Jak sobie radzę? Słucham głośnej muzyki, biegam a czasami tak zwyczajnie sobie popłaczę. Korzystam czasami z terapii psychologicznej u mojej psycholożki, która pomogła mi przepracować całą traumę i wtedy u niej mogę te wszystkie swoje emocje wyrzucić.

No właśnie – jak to jest „zbudować siebie na nowo”. Musiałaś raz jeszcze, zawalczyć o swoje życie, po poparzeniu. Miałaś dwa wyjścia – albo nadal płakać w poduszkę, albo….. no właśnie? Albo co?!

Strefa komfortu skończyła się w momencie kiedy się ujawniłam i zaczęłam opisywać wszystko na facebooku. Do tej decyzji długo dojrzewałam, to była rozmowa z psycholożką czy to udźwignę, rozmowa z mężem że wszyscy będą mnie oglądać, oceniać i czy sobie z tym poradzi, ale jak będę potrzebować wsparcia to będzie obok.

W tamtym czasie dużo oglądałam telewizji i pewnego razu obejrzałam program o oparzonej modelce z Wielkiej Brytanii, jak ona postanowiła się ujawnić i pokazywać swoją walkę z chorobą oparzeniową. Zaczęłam szukać w Polsce jakiejś fundacji, organizacji, wsparcia, ale nic nie znalazłam. Wtedy pierwszy raz pomyślałam, że ja przecież też tak mogę. Jak odpowiednio się do tego przygotuję psychicznie, to dam radę. Wtedy pomyślałam o założeniu fundacji i odpowiednim wsparciu dla przyszłych podopiecznych.. No i stało. Zaczęłam opowiadać swoją historię od pierwszej sekundy wypadku.

Chcesz powiedzieć, że przed tobą wszystkie osoby poparzone, w podobnych sytuacjach, nie miały profesjonalnego wsparcia ze strony odpowiednich instytucji lekarskich, medycznych, rządowych w Polsce?! Dopiero twoja Fundacja stara się ten stan rzeczy zmienić?!

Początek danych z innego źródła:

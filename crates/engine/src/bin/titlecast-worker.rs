//! titlecast-worker: drives a title sink from presence events on stdin.
//!
//! Reads newline-delimited JSON presence events
//! (`{"account": "...", "activities": [...]}`), ticks the update engine at
//! frame cadence, and writes title commands to stdout (or a webhook).

use std::collections::HashMap;
use std::path::PathBuf;
use std::sync::Arc;
use std::time::Duration;

use clap::Parser;
use tokio::io::{AsyncBufReadExt, BufReader};
use tokio::sync::Notify;
use tokio::time::{Instant, MissedTickBehavior};
use tracing::{debug, info, warn};

use titlecast_core::config::load_dotenv;
use titlecast_core::{Config, PresenceEvent};
use titlecast_engine::{StaticFeed, UpdateEngine};
use titlecast_rules::defaults::default_rules;
use titlecast_rules::loader::RuleSetLoader;
use titlecast_rules::SharedRuleSet;
use titlecast_sink::{SinkWorker, StdoutSink, TitleSink, WebhookSink};

// ── CLI ─────────────────────────────────────────────────────────────

/// Presence-to-title worker. Flags override the TITLECAST_* environment.
#[derive(Parser, Debug)]
#[command(name = "titlecast-worker", version, about)]
struct Cli {
    /// Only accept presence events for this account (exact match).
    #[arg(long, env = "TITLECAST_ACCOUNT")]
    account: Option<String>,

    /// YAML rule file. The built-in rules are used when unset.
    #[arg(long, env = "TITLECAST_RULES_FILE")]
    rules_file: Option<PathBuf>,

    /// Do not reload the rule file when it changes.
    #[arg(long)]
    no_watch: bool,

    /// POST titles to this URL instead of printing them.
    #[arg(long, env = "TITLECAST_WEBHOOK_URL")]
    webhook_url: Option<String>,

    #[arg(long, env = "TITLECAST_THROTTLE_MS")]
    throttle_ms: Option<u64>,

    #[arg(long, env = "TITLECAST_MAX_TITLE_LENGTH")]
    max_title_length: Option<usize>,

    /// Grant the gradient title feature.
    #[arg(long)]
    gradient_feature: bool,

    /// Start with title updates disabled.
    #[arg(long)]
    disabled: bool,

    /// Host tick interval in milliseconds.
    #[arg(long, env = "TITLECAST_TICK_MS", default_value_t = 16)]
    tick_ms: u64,
}

impl Cli {
    fn apply(&self, config: &mut Config) {
        if let Some(account) = &self.account {
            config.engine.account = Some(account.clone()).filter(|a| !a.is_empty());
        }
        if let Some(path) = &self.rules_file {
            config.rules.file = Some(path.clone());
        }
        if self.no_watch {
            config.rules.watch = false;
        }
        if let Some(url) = &self.webhook_url {
            config.sink.webhook_url = Some(url.clone());
        }
        if let Some(ms) = self.throttle_ms {
            config.engine.throttle_ms = ms;
        }
        if let Some(max) = self.max_title_length {
            config.engine.max_title_length = max;
        }
        if self.gradient_feature {
            config.engine.gradient_feature = true;
        }
        if self.disabled {
            config.engine.enabled = false;
        }
    }
}

// ── Presence feed ───────────────────────────────────────────────────

/// Feed stdin events into the engine until EOF, then signal shutdown.
async fn read_presence(engine: Arc<UpdateEngine>, shutdown: Arc<Notify>) -> anyhow::Result<()> {
    let mut lines = BufReader::new(tokio::io::stdin()).lines();

    let result = loop {
        let line = match lines.next_line().await {
            Ok(Some(line)) => line,
            Ok(None) => break Ok(()),
            Err(e) => break Err(e.into()),
        };
        if line.trim().is_empty() {
            continue;
        }
        match PresenceEvent::from_json_line(&line) {
            Ok(event) => {
                let outcome = engine.on_presence_snapshot(&event.account, &event.snapshot);
                debug!(account = %event.account, ?outcome, "presence event applied");
            }
            Err(e) => warn!(error = %e, "skipping malformed presence event"),
        }
    };

    shutdown.notify_one();
    result
}

// ── main ────────────────────────────────────────────────────────────

#[tokio::main]
async fn main() -> anyhow::Result<()> {
    load_dotenv();

    // stdout carries title commands, so logs go to stderr.
    tracing_subscriber::fmt()
        .with_env_filter(
            tracing_subscriber::EnvFilter::try_from_default_env()
                .unwrap_or_else(|_| tracing_subscriber::EnvFilter::new("info")),
        )
        .with_writer(std::io::stderr)
        .init();

    let cli = Cli::parse();
    let mut config = Config::from_env();
    cli.apply(&mut config);
    config.log_summary();

    let rules = SharedRuleSet::new(default_rules());
    let _loader = match &config.rules.file {
        Some(path) => {
            let mut loader = RuleSetLoader::new(path.clone(), rules.clone());
            match loader.load() {
                Ok(count) => info!(path = %path.display(), count, "loaded rule file"),
                Err(e) => warn!(error = %e, path = %path.display(), "failed to load rule file, using defaults"),
            }
            if config.rules.watch {
                loader.watch()?;
            }
            Some(loader)
        }
        None => None,
    };

    let sink: Arc<dyn TitleSink> = match &config.sink.webhook_url {
        Some(url) => Arc::new(WebhookSink::new(url, HashMap::new())?),
        None => Arc::new(StdoutSink::new()),
    };
    let (handle, sink_task) = SinkWorker::spawn(sink);

    let engine = Arc::new(UpdateEngine::new(
        &config.engine,
        rules,
        handle.clone(),
        Arc::new(StaticFeed::new()),
    ));
    engine.start().await?;

    let shutdown = Arc::new(Notify::new());
    let feed_task = tokio::spawn(read_presence(engine.clone(), shutdown.clone()));

    let mut ticker = tokio::time::interval(Duration::from_millis(cli.tick_ms.max(1)));
    ticker.set_missed_tick_behavior(MissedTickBehavior::Skip);
    let ctrl_c = tokio::signal::ctrl_c();
    tokio::pin!(ctrl_c);
    let mut last = Instant::now();

    info!(tick_ms = cli.tick_ms, "titlecast-worker running");
    loop {
        tokio::select! {
            _ = ticker.tick() => {
                let now = Instant::now();
                engine.on_tick(now - last);
                last = now;
            }
            _ = shutdown.notified() => {
                info!("presence feed closed");
                break;
            }
            _ = &mut ctrl_c => {
                info!("interrupt received");
                break;
            }
        }
    }

    engine.stop().await?;
    feed_task.abort();
    handle.shutdown();
    sink_task.await?;
    info!("titlecast-worker exited cleanly");

    Ok(())
}
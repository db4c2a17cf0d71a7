//! Error types for the rule loader.

/// Errors that can occur during rule loading and management.
#[derive(Debug, thiserror::Error)]
pub enum RuleError {
    /// Filesystem I/O error.
    #[error("IO error: {0}")]
    Io(#[from] std::io::Error),

    /// YAML parse/deserialization error.
    #[error("YAML parse error: {0}")]
    Parse(#[from] serde_yaml::Error),

    /// Rule validation error (duplicate IDs, bad templates).
    #[error("Validation error: {0}")]
    Validation(String),

    /// Filesystem watcher error.
    #[error("Notify watcher error: {0}")]
    Notify(#[from] notify::Error),
}

/// Result alias for rule operations.
pub type Result<T> = std::result::Result<T, RuleError>;
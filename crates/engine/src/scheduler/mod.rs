//! Update scheduler: the Idle/Active state machine behind the title.
//!
//! Snapshots decide *which* rule is active. Ticks advance the evaluation
//! context and, at most once per throttle interval, re-render the active
//! rule and hand the result to the sink worker if it changed.

mod core;
mod state;


pub use self::core::UpdateEngine;
pub use self::state::{ActiveRule, EngineState, IgnoreReason, SnapshotOutcome, TickOutcome};
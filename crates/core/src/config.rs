use std::env;
use std::path::PathBuf;

use serde::{Deserialize, Serialize};

/// Load .env file (silently ignores if missing).
pub fn load_dotenv() {
    dotenvy::dotenv().ok();
}

fn env_or(key: &str, default: &str) -> String {
    env::var(key).unwrap_or_else(|_| default.to_string())
}

fn env_opt(key: &str) -> Option<String> {
    env::var(key).ok().filter(|s| !s.is_empty())
}

/// Read a profiled env var: tries {PROFILE}_{KEY} first, falls back to {KEY}.
fn profiled_env_opt(profile: &str, key: &str) -> Option<String> {
    if !profile.is_empty() {
        let prefixed = format!("{}_{}", profile, key);
        if let Some(v) = env_opt(&prefixed) {
            return Some(v);
        }
    }
    env_opt(key)
}

fn profiled_env_u64(profile: &str, key: &str, default: u64) -> u64 {
    profiled_env_opt(profile, key)
        .and_then(|v| v.parse().ok())
        .unwrap_or(default)
}

fn profiled_env_usize(profile: &str, key: &str, default: usize) -> usize {
    profiled_env_opt(profile, key)
        .and_then(|v| v.parse().ok())
        .unwrap_or(default)
}

fn profiled_env_bool(profile: &str, key: &str, default: bool) -> bool {
    profiled_env_opt(profile, key)
        .and_then(|v| parse_flag(&v))
        .unwrap_or(default)
}

/// Accepts the usual spellings of an on/off flag.
pub fn parse_flag(value: &str) -> Option<bool> {
    match value.trim().to_ascii_lowercase().as_str() {
        "1" | "true" | "yes" | "on" => Some(true),
        "0" | "false" | "no" | "off" => Some(false),
        _ => None,
    }
}

/// Minimum interval between render attempts.
pub const DEFAULT_THROTTLE_MS: u64 = 100;

/// Longest title the sink will accept, in characters.
pub const DEFAULT_MAX_TITLE_LENGTH: usize = 32;

// ── Top-level config ──────────────────────────────────────────

#[derive(Debug, Clone, Default, Serialize, Deserialize)]
pub struct Config {
    /// Active profile name (empty = default).
    pub profile: String,
    pub engine: EngineConfig,
    pub rules: RulesConfig,
    pub sink: SinkConfig,
}

impl Config {
    /// Build config from environment variables (call `load_dotenv()` first).
    /// Profile is read from `TITLECAST_PROFILE`. When set (e.g. `ALT`),
    /// every key is first looked up as `{PROFILE}_{KEY}`, falling back to `{KEY}`.
    pub fn from_env() -> Self {
        let profile = env_or("TITLECAST_PROFILE", "").to_uppercase();
        Self::for_profile(&profile)
    }

    /// Build config for a specific named profile (empty string = default).
    pub fn for_profile(profile: &str) -> Self {
        let p = profile.to_uppercase();
        let p = p.as_str();
        Self {
            profile: p.to_string(),
            engine: EngineConfig::from_env_profiled(p),
            rules: RulesConfig::from_env_profiled(p),
            sink: SinkConfig::from_env_profiled(p),
        }
    }

    pub fn profile_label(&self) -> &str {
        if self.profile.is_empty() { "default" } else { &self.profile }
    }

    /// Print a summary for startup logs.
    pub fn log_summary(&self) {
        tracing::info!("Config loaded (profile: {}):", self.profile_label());
        tracing::info!(
            "  engine:  enabled={}, account={}, gradient_feature={}",
            self.engine.enabled,
            self.engine.account.as_deref().unwrap_or("(any)"),
            self.engine.gradient_feature
        );
        tracing::info!(
            "  limits:  throttle_ms={}, max_title_length={}",
            self.engine.throttle_ms,
            self.engine.max_title_length
        );
        tracing::info!(
            "  rules:   file={}",
            self.rules
                .file
                .as_ref()
                .map(|p| p.display().to_string())
                .unwrap_or_else(|| "(defaults)".to_string())
        );
        tracing::info!(
            "  sink:    webhook={}",
            if self.sink.webhook_url.is_some() { "configured" } else { "(stdout)" }
        );
    }
}

// ── Engine ────────────────────────────────────────────────────

#[derive(Debug, Clone, Serialize, Deserialize)]
pub struct EngineConfig {
    pub enabled: bool,
    /// Only accept presence for this account (exact, case-sensitive).
    pub account: Option<String>,
    /// Externally owned flag gating gradient output fields.
    pub gradient_feature: bool,
    pub throttle_ms: u64,
    pub max_title_length: usize,
}

impl EngineConfig {
    fn from_env_profiled(p: &str) -> Self {
        Self {
            enabled: profiled_env_bool(p, "TITLECAST_ENABLED", true),
            account: profiled_env_opt(p, "TITLECAST_ACCOUNT").filter(|a| !a.trim().is_empty()),
            gradient_feature: profiled_env_bool(p, "TITLECAST_GRADIENT_FEATURE", false),
            throttle_ms: profiled_env_u64(p, "TITLECAST_THROTTLE_MS", DEFAULT_THROTTLE_MS),
            max_title_length: profiled_env_usize(
                p,
                "TITLECAST_MAX_TITLE_LENGTH",
                DEFAULT_MAX_TITLE_LENGTH,
            ),
        }
    }
}

impl Default for EngineConfig {
    fn default() -> Self {
        Self {
            enabled: true,
            account: None,
            gradient_feature: false,
            throttle_ms: DEFAULT_THROTTLE_MS,
            max_title_length: DEFAULT_MAX_TITLE_LENGTH,
        }
    }
}

// ── Rules ─────────────────────────────────────────────────────

#[derive(Debug, Clone, Default, Serialize, Deserialize)]
pub struct RulesConfig {
    /// YAML rule file; the built-in defaults are used when unset.
    pub file: Option<PathBuf>,
    /// Reload the rule file when it changes on disk.
    pub watch: bool,
}

impl RulesConfig {
    fn from_env_profiled(p: &str) -> Self {
        Self {
            file: profiled_env_opt(p, "TITLECAST_RULES_FILE").map(PathBuf::from),
            watch: profiled_env_bool(p, "TITLECAST_RULES_WATCH", true),
        }
    }
}

// ── Sink ──────────────────────────────────────────────────────

#[derive(Debug, Clone, Default, Serialize, Deserialize)]
pub struct SinkConfig {
    pub webhook_url: Option<String>,
}

impl SinkConfig {
    fn from_env_profiled(p: &str) -> Self {
        Self {
            webhook_url: profiled_env_opt(p, "TITLECAST_WEBHOOK_URL"),
        }
    }
}

#[cfg(test)]
mod tests {
    use super::*;

    #[test]
    fn parse_flag_accepts_common_spellings() {
        assert_eq!(parse_flag("true"), Some(true));
        assert_eq!(parse_flag(" YES "), Some(true));
        assert_eq!(parse_flag("1"), Some(true));
        assert_eq!(parse_flag("off"), Some(false));
        assert_eq!(parse_flag("False"), Some(false));
        assert_eq!(parse_flag("maybe"), None);
    }

    #[test]
    fn defaults_match_sink_constraints() {
        let config = Config::default();
        assert!(config.engine.enabled);
        assert_eq!(config.engine.throttle_ms, 100);
        assert_eq!(config.engine.max_title_length, 32);
        assert!(config.engine.account.is_none());
        assert!(!config.engine.gradient_feature);
        assert_eq!(config.profile_label(), "default");
    }

    #[test]
    fn profiled_lookup_prefers_prefixed_key() {
        std::env::set_var("TCTEST_TITLECAST_ACCOUNT", "profiled-user");
        std::env::set_var("TCTEST_TITLECAST_THROTTLE_MS", "250");

        let config = Config::for_profile("tctest");
        assert_eq!(config.profile, "TCTEST");
        assert_eq!(config.engine.account.as_deref(), Some("profiled-user"));
        assert_eq!(config.engine.throttle_ms, 250);

        std::env::remove_var("TCTEST_TITLECAST_ACCOUNT");
        std::env::remove_var("TCTEST_TITLECAST_THROTTLE_MS");
    }

    #[test]
    fn profiled_lookup_falls_back_to_plain_key() {
        std::env::set_var("TITLECAST_RULES_FILE", "/tmp/plain-rules.yml");

        let config = Config::for_profile("tcfallback");
        assert_eq!(config.profile_label(), "TCFALLBACK");
        assert_eq!(
            config.rules.file.as_deref(),
            Some(std::path::Path::new("/tmp/plain-rules.yml"))
        );

        std::env::remove_var("TITLECAST_RULES_FILE");
    }
}
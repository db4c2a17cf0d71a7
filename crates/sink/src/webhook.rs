//! HTTP webhook sink.
//!
//! Titles are POSTed as the JSON payload; a clear is sent as DELETE to the
//! same URL. Warnings are POSTed to `{url}/warnings`.

use std::collections::HashMap;

use crate::traits::{SinkError, TitleSink};

/// Delivers title commands over HTTP to a configured endpoint.
///
/// Environment variable references (`${VAR_NAME}`) in the URL and header
/// values are resolved at construction time.
#[derive(Debug)]
pub struct WebhookSink {
    url: String,
    headers: HashMap<String, String>,
    client: reqwest::Client,
}

impl WebhookSink {
    /// Create a new webhook sink. Missing env vars produce [`SinkError::Config`].
    pub fn new(url: &str, headers: HashMap<String, String>) -> Result<Self, SinkError> {
        let resolved_url = resolve_env_vars(url)?;
        if resolved_url.trim().is_empty() {
            return Err(SinkError::Config("webhook url is empty".into()));
        }

        let mut resolved_headers = HashMap::with_capacity(headers.len());
        for (key, value) in &headers {
            resolved_headers.insert(key.clone(), resolve_env_vars(value)?);
        }

        Ok(Self {
            url: resolved_url,
            headers: resolved_headers,
            client: reqwest::Client::new(),
        })
    }

    pub fn url(&self) -> &str {
        &self.url
    }

    fn warnings_url(&self) -> String {
        format!("{}/warnings", self.url.trim_end_matches('/'))
    }

    async fn execute(&self, request: reqwest::RequestBuilder) -> Result<(), SinkError> {
        let mut request = request;
        for (key, value) in &self.headers {
            request = request.header(key.as_str(), value.as_str());
        }

        let response = request.send().await?;
        let status = response.status();

        if !status.is_success() {
            let body_text = response
                .text()
                .await
                .unwrap_or_else(|_| "<unreadable body>".to_string());
            tracing::warn!(
                url = %self.url,
                %status,
                body = %body_text,
                "webhook returned non-2xx status"
            );
            return Err(SinkError::Rejected(format!(
                "webhook returned {status}: {body_text}"
            )));
        }

        tracing::debug!(url = %self.url, %status, "webhook title command delivered");
        Ok(())
    }
}

#[async_trait::async_trait]
impl TitleSink for WebhookSink {
    async fn set_title(&self, payload: &str) -> Result<(), SinkError> {
        let request = self
            .client
            .post(&self.url)
            .header(reqwest::header::CONTENT_TYPE, "application/json")
            .body(payload.to_string());
        self.execute(request).await
    }

    async fn clear_title(&self) -> Result<(), SinkError> {
        self.execute(self.client.delete(&self.url)).await
    }

    async fn show_warning(&self, message: &str) -> Result<(), SinkError> {
        let body = serde_json::json!({ "message": message }).to_string();
        let request = self
            .client
            .post(self.warnings_url())
            .header(reqwest::header::CONTENT_TYPE, "application/json")
            .body(body);
        self.execute(request).await
    }

    fn name(&self) -> &str {
        "webhook"
    }
}

/// Resolve `${VAR_NAME}` patterns in a string using `std::env::var`.
///
/// Returns an error if a referenced variable is not set.
fn resolve_env_vars(input: &str) -> Result<String, SinkError> {
    let mut result = String::with_capacity(input.len());
    let mut chars = input.chars().peekable();

    while let Some(ch) = chars.next() {
        if ch == '$' && chars.peek() == Some(&'{') {
            chars.next();
            let mut var_name = String::new();
            let mut closed = false;
            for c in chars.by_ref() {
                if c == '}' {
                    closed = true;
                    break;
                }
                var_name.push(c);
            }
            if !closed {
                return Err(SinkError::Config(format!(
                    "unclosed env var reference in: {input}"
                )));
            }
            let value = std::env::var(&var_name)
                .map_err(|_| SinkError::Config(format!("env var not found: {var_name}")))?;
            result.push_str(&value);
        } else {
            result.push(ch);
        }
    }

    Ok(result)
}
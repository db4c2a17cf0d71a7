use std::sync::{Arc, Mutex, MutexGuard};
use std::time::Duration;

use titlecast_core::config::EngineConfig;
use titlecast_core::{ConnectionState, PresenceSnapshot};
use titlecast_rules::{
    find_match, MiniJinjaEvaluator, RenderError, SharedRuleSet, TemplateEvaluator, TitleRenderer,
};
use titlecast_sink::{SinkCommand, SinkHandle};
use tracing::{debug, info, warn};

use super::state::{ActiveRule, EngineInner, EngineState, SnapshotOutcome, TickOutcome};
use crate::error::EngineError;
use crate::feed::PresenceFeed;

/// Owns the title state machine for one presence feed and one sink.
///
/// Snapshot ingestion and host ticks may arrive from different tasks; all
/// mutable state sits behind a single mutex. Templates are evaluated with
/// the lock released, and a generation counter is re-checked before a
/// rendered title is handed to the sink worker.
pub struct UpdateEngine {
    inner: Mutex<EngineInner>,
    rules: SharedRuleSet,
    evaluator: Arc<dyn TemplateEvaluator>,
    renderer: TitleRenderer,
    throttle: Duration,
    sink: SinkHandle,
    feed: Arc<dyn PresenceFeed>,
}

impl UpdateEngine {
    pub fn new(
        config: &EngineConfig,
        rules: SharedRuleSet,
        sink: SinkHandle,
        feed: Arc<dyn PresenceFeed>,
    ) -> Self {
        let account = config.account.clone().filter(|a| !a.is_empty());
        Self {
            inner: Mutex::new(EngineInner::new(
                config.enabled,
                account,
                config.gradient_feature,
            )),
            rules,
            evaluator: Arc::new(MiniJinjaEvaluator::new()),
            renderer: TitleRenderer::new(config.max_title_length),
            throttle: Duration::from_millis(config.throttle_ms),
            sink,
            feed,
        }
    }

    /// Replace the template evaluator.
    pub fn with_evaluator(mut self, evaluator: Arc<dyn TemplateEvaluator>) -> Self {
        self.evaluator = evaluator;
        self
    }

    fn lock(&self) -> MutexGuard<'_, EngineInner> {
        self.inner.lock().expect("engine state lock poisoned")
    }

    // ── Lifecycle ───────────────────────────────────────────────

    /// Connect the presence feed and begin accepting snapshots.
    pub async fn start(&self) -> Result<(), EngineError> {
        self.feed.connect().await?;
        self.lock().running = true;
        info!(feed = %self.feed.connection_state(), "update engine started");
        Ok(())
    }

    /// Stop accepting snapshots, clear the title and disconnect the feed.
    ///
    /// The clear has reached the sink by the time this returns.
    pub async fn stop(&self) -> Result<(), EngineError> {
        let queued = {
            let mut inner = self.lock();
            inner.running = false;
            inner.transition(EngineState::Idle, self.throttle);
            self.sink.send(SinkCommand::ClearTitle)
        };
        let cleared = match queued {
            Ok(()) => self.sink.flush().await,
            Err(e) => Err(e),
        };
        self.feed.disconnect().await?;
        cleared?;
        info!("update engine stopped");
        Ok(())
    }

    /// Enable or disable title updates.
    ///
    /// Either way the engine returns to `Idle` and exactly one clear is
    /// delivered to the sink before this returns.
    pub async fn set_enabled(&self, enabled: bool) -> Result<(), EngineError> {
        {
            let mut inner = self.lock();
            inner.enabled = enabled;
            inner.transition(EngineState::Idle, self.throttle);
            // Queued under the lock so no tick can slip a title in after it.
            self.sink.send(SinkCommand::ClearTitle)?;
        }
        info!(enabled, "update engine toggled");
        self.sink.flush().await?;
        Ok(())
    }

    pub fn connection_state(&self) -> ConnectionState {
        self.feed.connection_state()
    }

    pub fn is_enabled(&self) -> bool {
        self.lock().enabled
    }

    pub fn state(&self) -> EngineState {
        self.lock().state.clone()
    }

    pub fn seconds_elapsed(&self) -> f64 {
        self.lock().context.seconds_elapsed
    }

    /// Only accept snapshots for `account`. `None` or an empty string accepts all.
    pub fn set_account_filter(&self, account: Option<String>) {
        self.lock().account = account.filter(|a| !a.is_empty());
    }

    pub fn set_gradient_feature(&self, granted: bool) {
        self.lock().gradient_feature = granted;
    }

    pub fn rules(&self) -> &SharedRuleSet {
        &self.rules
    }

    // ── Snapshot path ───────────────────────────────────────────

    /// Apply a presence snapshot from the feed.
    pub fn on_presence_snapshot(&self, account: &str, snapshot: &PresenceSnapshot) -> SnapshotOutcome {
        let context = {
            let inner = self.lock();
            if let Err(reason) = inner.accepts(account) {
                debug!(account, ?reason, "presence snapshot ignored");
                return SnapshotOutcome::Ignored(reason);
            }
            inner.context.clone()
        };

        // Filters are user templates; match against the live rules unlocked.
        let rules = self.rules.snapshot();
        let found = find_match(self.evaluator.as_ref(), snapshot, &rules, &context);

        let mut inner = self.lock();
        if let Err(reason) = inner.accepts(account) {
            debug!(account, ?reason, "presence snapshot dropped after matching");
            return SnapshotOutcome::Ignored(reason);
        }

        let Some(m) = found else {
            if !inner.state.is_active() {
                return SnapshotOutcome::Unchanged;
            }
            info!("no rule matches, clearing title");
            inner.transition(EngineState::Idle, self.throttle);
            self.post_clear();
            return SnapshotOutcome::Cleared;
        };

        if let EngineState::Active(active) = &mut inner.state {
            if active.rule_id == m.rule.id {
                active.activity = m.activity;
                return SnapshotOutcome::Refreshed;
            }
        }

        info!(rule = %m.rule.name, activity = %m.activity.name, "rule activated");
        let active = ActiveRule {
            rule_id: m.rule.id,
            rule_name: m.rule.name,
            activity: m.activity,
        };
        inner.transition(EngineState::Active(active), self.throttle);
        SnapshotOutcome::Activated
    }

    fn post_clear(&self) {
        if let Err(e) = self.sink.send(SinkCommand::ClearTitle) {
            warn!(error = %e, "failed to queue clear");
        }
    }

    // ── Tick path ───────────────────────────────────────────────

    /// Advance elapsed time by `delta` and re-render if the throttle allows.
    pub fn on_tick(&self, delta: Duration) -> TickOutcome {
        let (generation, active, context, gradient_feature) = {
            let mut inner = self.lock();
            if !inner.running || !inner.enabled {
                return TickOutcome::Disabled;
            }
            let EngineState::Active(active) = &inner.state else {
                return TickOutcome::Idle;
            };
            let active = active.clone();

            inner.context.advance(delta);
            inner.since_render += delta;
            if inner.since_render < self.throttle {
                return TickOutcome::Throttled;
            }
            inner.since_render = Duration::ZERO;

            (inner.generation, active, inner.context.clone(), inner.gradient_feature)
        };

        let rule = match self.rules.get(active.rule_id) {
            Some(rule) if rule.enabled => rule,
            _ => return self.clear_vanished(generation, &active),
        };

        let rendered = self.renderer.render(
            self.evaluator.as_ref(),
            &rule,
            &active.activity,
            &context,
            gradient_feature,
        );

        let mut inner = self.lock();
        if inner.generation != generation {
            debug!(rule = %active.rule_name, "state changed during render, dropping result");
            return TickOutcome::Stale;
        }

        match rendered {
            Ok(title) => {
                if inner.dispatch.last_payload.as_deref() == Some(title.json.as_str()) {
                    debug!(rule = %rule.name, "title unchanged, not dispatching");
                    return TickOutcome::Unchanged;
                }
                match self.sink.send(SinkCommand::SetTitle(title.json.clone())) {
                    Ok(()) => {
                        debug!(rule = %rule.name, title = %title.payload.title, "title dispatched");
                        inner.dispatch.last_payload = Some(title.json);
                        TickOutcome::Dispatched
                    }
                    Err(e) => {
                        warn!(rule = %rule.name, error = %e, "failed to queue title");
                        TickOutcome::SinkClosed
                    }
                }
            }
            Err(RenderError::TooLong { text, length, max }) => {
                if !inner.dispatch.warned {
                    inner.dispatch.warned = true;
                    let message = format!(
                        "Title from rule '{}' is too long ({length} > {max} characters): {text}",
                        rule.name
                    );
                    warn!(rule = %rule.name, length, max, "rendered title too long");
                    if let Err(e) = self.sink.warn(message) {
                        warn!(error = %e, "failed to queue warning");
                    }
                }
                TickOutcome::TooLong
            }
            Err(e) => {
                warn!(rule = %rule.name, error = %e, "title render failed");
                TickOutcome::RenderFailed
            }
        }
    }

    /// The active rule was removed from the live set or disabled.
    fn clear_vanished(&self, generation: u64, active: &ActiveRule) -> TickOutcome {
        let mut inner = self.lock();
        if inner.generation != generation {
            return TickOutcome::Stale;
        }
        info!(rule = %active.rule_name, "active rule no longer available, clearing title");
        inner.transition(EngineState::Idle, self.throttle);
        self.post_clear();
        TickOutcome::Cleared
    }
}
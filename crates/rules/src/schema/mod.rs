//! Rule Set schema types with serde (de)serialization.
//!
//! Defines:
//! - `Rule`: one user-defined matching/rendering rule
//! - `TitleOptions`: per-rule output styling (prefix flag, colours, gradient)
//! - `TitlePayload`: the data contract handed to the title sink

mod rule;
mod title;

pub use rule::*;
pub use title::*;
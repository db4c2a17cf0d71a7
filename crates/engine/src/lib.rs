//! Presence-to-title update engine.
//!
//! Drives the title shown by a [`titlecast_sink::TitleSink`] from presence
//! snapshots and host ticks: matches rules, throttles rendering,
//! deduplicates dispatches and enforces the sink's output constraints.

pub mod error;
pub mod feed;
pub mod scheduler;

pub use error::EngineError;
pub use feed::{PresenceFeed, StaticFeed};
pub use scheduler::{ActiveRule, EngineState, IgnoreReason, SnapshotOutcome, TickOutcome, UpdateEngine};
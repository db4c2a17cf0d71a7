use thiserror::Error;

#[derive(Error, Debug)]
pub enum TitlecastError {
    #[error("IO error: {0}")]
    Io(#[from] std::io::Error),

    #[error("Serialization error: {0}")]
    Serialize(String),

    #[error("Presence feed error: {0}")]
    Feed(String),

    #[error("{0}")]
    Other(String),
}

impl From<serde_json::Error> for TitlecastError {
    fn from(e: serde_json::Error) -> Self {
        TitlecastError::Serialize(e.to_string())
    }
}

pub type Result<T> = std::result::Result<T, TitlecastError>;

Póki jesteś w klinice na oddziale oparzeń masz opiekę lekarską, rehabilitacyjną, psychologicznej prawie nie ma. Jak jest się na oddziale, jest się otoczonym specjalnym kokonem ochronnym. Wszyscy o ciebie dbają na możliwy sposób. Nie przejmujesz się niczym, a nawet nie masz siły na myślenie, bo jesteś otumiony morfiną. Po opuszczeniu kliniki, oddziału zostajesz nagle sam ze wszystkim. Na własną rękę rodzina szuka rehabilitacji, jakiegoś wsparcia z zewnątrz. Ja na tyle miałam szczęścia, że trafiłam na oddział do Kliniki w Gdańsku, na wspaniałą Panią doktor Karolinę i zawsze w niej miałam wsparcie w czasie leczenia. To jest taki lekarz z powołaniem. Widzi pacjenta, człowieka i wiele jej zawdzięczam, nawet to jak walczyła o mnie jak ja nie chciałam żyć. Wiesz, że dla oparzeniowców nie ma żadnych zniżek. Opatrunki, leki, maści są 100% płatne, a niektóre leki trzeba sprowadzać z zagranicy.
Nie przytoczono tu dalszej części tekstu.